● TASK STATEMENT:
Narrow the data below down to the lines containing "this".

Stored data

★ ★ ★ ★

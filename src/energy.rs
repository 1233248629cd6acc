use crate::error::{check_dim, NutsError, Result};
use ndarray::{Array1, Array2};

/// Distributions that can be targeted with the samplers in this crate.
///
/// `eval` is the log density up to an additive constant, i.e. the negated
/// potential energy. `gradient` must be its exact derivative.
pub trait EnergyFunction {
    /// Dimension of the positions this function accepts.
    fn dim(&self) -> usize;
    // Compute the unnormalised log density at a given position
    fn eval(&self, position: &Array1<f64>) -> f64;
    // Compute the gradient of the unnormalised log density at a given position
    fn gradient(&self, position: &Array1<f64>) -> Array1<f64>;
}

impl<E: EnergyFunction + ?Sized> EnergyFunction for &E {
    fn dim(&self) -> usize {
        (**self).dim()
    }

    fn eval(&self, position: &Array1<f64>) -> f64 {
        (**self).eval(position)
    }

    fn gradient(&self, position: &Array1<f64>) -> Array1<f64> {
        (**self).gradient(position)
    }
}

/// Univariate normal over a one-dimensional position.
#[derive(Debug, Clone, Copy, PartialEq)]
pub struct Gaussian {
    mean: f64,
    precision: f64,
}

impl Gaussian {
    pub fn new(mean: f64, sigma: f64) -> Result<Self> {
        if !(sigma.is_finite() && sigma > 0.) {
            return Err(NutsError::InvalidParameter(format!(
                "gaussian sigma must be positive and finite, got {sigma}"
            )));
        }
        Ok(Gaussian {
            mean,
            precision: 1. / (sigma * sigma),
        })
    }

    pub fn standard() -> Self {
        Gaussian {
            mean: 0.,
            precision: 1.,
        }
    }
}

impl EnergyFunction for Gaussian {
    fn dim(&self) -> usize {
        1
    }

    fn eval(&self, position: &Array1<f64>) -> f64 {
        let d = position[0] - self.mean;
        -0.5 * d * d * self.precision
    }

    fn gradient(&self, position: &Array1<f64>) -> Array1<f64> {
        Array1::from_elem(1, -(position[0] - self.mean) * self.precision)
    }
}

/// Multivariate normal parametrised by its mean and inverse covariance.
#[derive(Debug, Clone, PartialEq)]
pub struct MultivariateGaussian {
    mean: Array1<f64>,
    inv_covariance: Array2<f64>,
    // L + L^T, so that the gradient stays exact for non-symmetric input
    sym_inv_covariance: Array2<f64>,
}

impl MultivariateGaussian {
    pub fn new(mean: Array1<f64>, inv_covariance: Array2<f64>) -> Result<Self> {
        let (rows, cols) = inv_covariance.dim();
        check_dim("inverse covariance rows", mean.len(), rows)?;
        check_dim("inverse covariance columns", mean.len(), cols)?;
        if mean.iter().chain(inv_covariance.iter()).any(|v| !v.is_finite()) {
            return Err(NutsError::InvalidParameter(
                "multivariate gaussian parameters must be finite".to_string(),
            ));
        }
        let sym_inv_covariance = &inv_covariance + &inv_covariance.t();
        Ok(MultivariateGaussian {
            mean,
            inv_covariance,
            sym_inv_covariance,
        })
    }

    /// Independent standard normals in `dim` dimensions.
    pub fn standard(dim: usize) -> Self {
        let inv_covariance = Array2::eye(dim);
        MultivariateGaussian {
            mean: Array1::zeros(dim),
            sym_inv_covariance: &inv_covariance * 2.,
            inv_covariance,
        }
    }

    pub fn mean(&self) -> &Array1<f64> {
        &self.mean
    }

    pub fn inv_covariance(&self) -> &Array2<f64> {
        &self.inv_covariance
    }
}

impl EnergyFunction for MultivariateGaussian {
    fn dim(&self) -> usize {
        self.mean.len()
    }

    fn eval(&self, position: &Array1<f64>) -> f64 {
        let d = position - &self.mean;
        -0.5 * d.dot(&self.inv_covariance.dot(&d))
    }

    fn gradient(&self, position: &Array1<f64>) -> Array1<f64> {
        let d = position - &self.mean;
        self.sym_inv_covariance.dot(&d) * -0.5
    }
}

/// Energy backed by a pair of closures, e.g. functions compiled by an
/// external differentiation backend with their hyperparameters bound.
pub struct EnergyClosure<F, G>
where
    F: Fn(&Array1<f64>) -> f64,
    G: Fn(&Array1<f64>) -> Array1<f64>,
{
    dim: usize,
    eval: F,
    gradient: G,
}

impl<F, G> EnergyClosure<F, G>
where
    F: Fn(&Array1<f64>) -> f64,
    G: Fn(&Array1<f64>) -> Array1<f64>,
{
    pub fn new(dim: usize, eval: F, gradient: G) -> Self {
        EnergyClosure {
            dim,
            eval,
            gradient,
        }
    }
}

impl<F, G> EnergyFunction for EnergyClosure<F, G>
where
    F: Fn(&Array1<f64>) -> f64,
    G: Fn(&Array1<f64>) -> Array1<f64>,
{
    fn dim(&self) -> usize {
        self.dim
    }

    fn eval(&self, position: &Array1<f64>) -> f64 {
        (self.eval)(position)
    }

    fn gradient(&self, position: &Array1<f64>) -> Array1<f64> {
        (self.gradient)(position)
    }
}

/// Central finite-difference estimate of `energy.gradient(position)`.
pub fn numerical_gradient<E: EnergyFunction + ?Sized>(
    energy: &E,
    position: &Array1<f64>,
    delta: f64,
) -> Array1<f64> {
    let mut shifted = position.clone();
    Array1::from_shape_fn(position.len(), |i| {
        let x = position[i];
        shifted[i] = x + delta;
        let upper = energy.eval(&shifted);
        shifted[i] = x - delta;
        let lower = energy.eval(&shifted);
        shifted[i] = x;
        (upper - lower) / (2. * delta)
    })
}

★ ★ ★ ★

● EXERCISE ANSWER:
/// Distributions that can be targeted with the samplers in this crate.
    /// Dimension of the positions this function accepts.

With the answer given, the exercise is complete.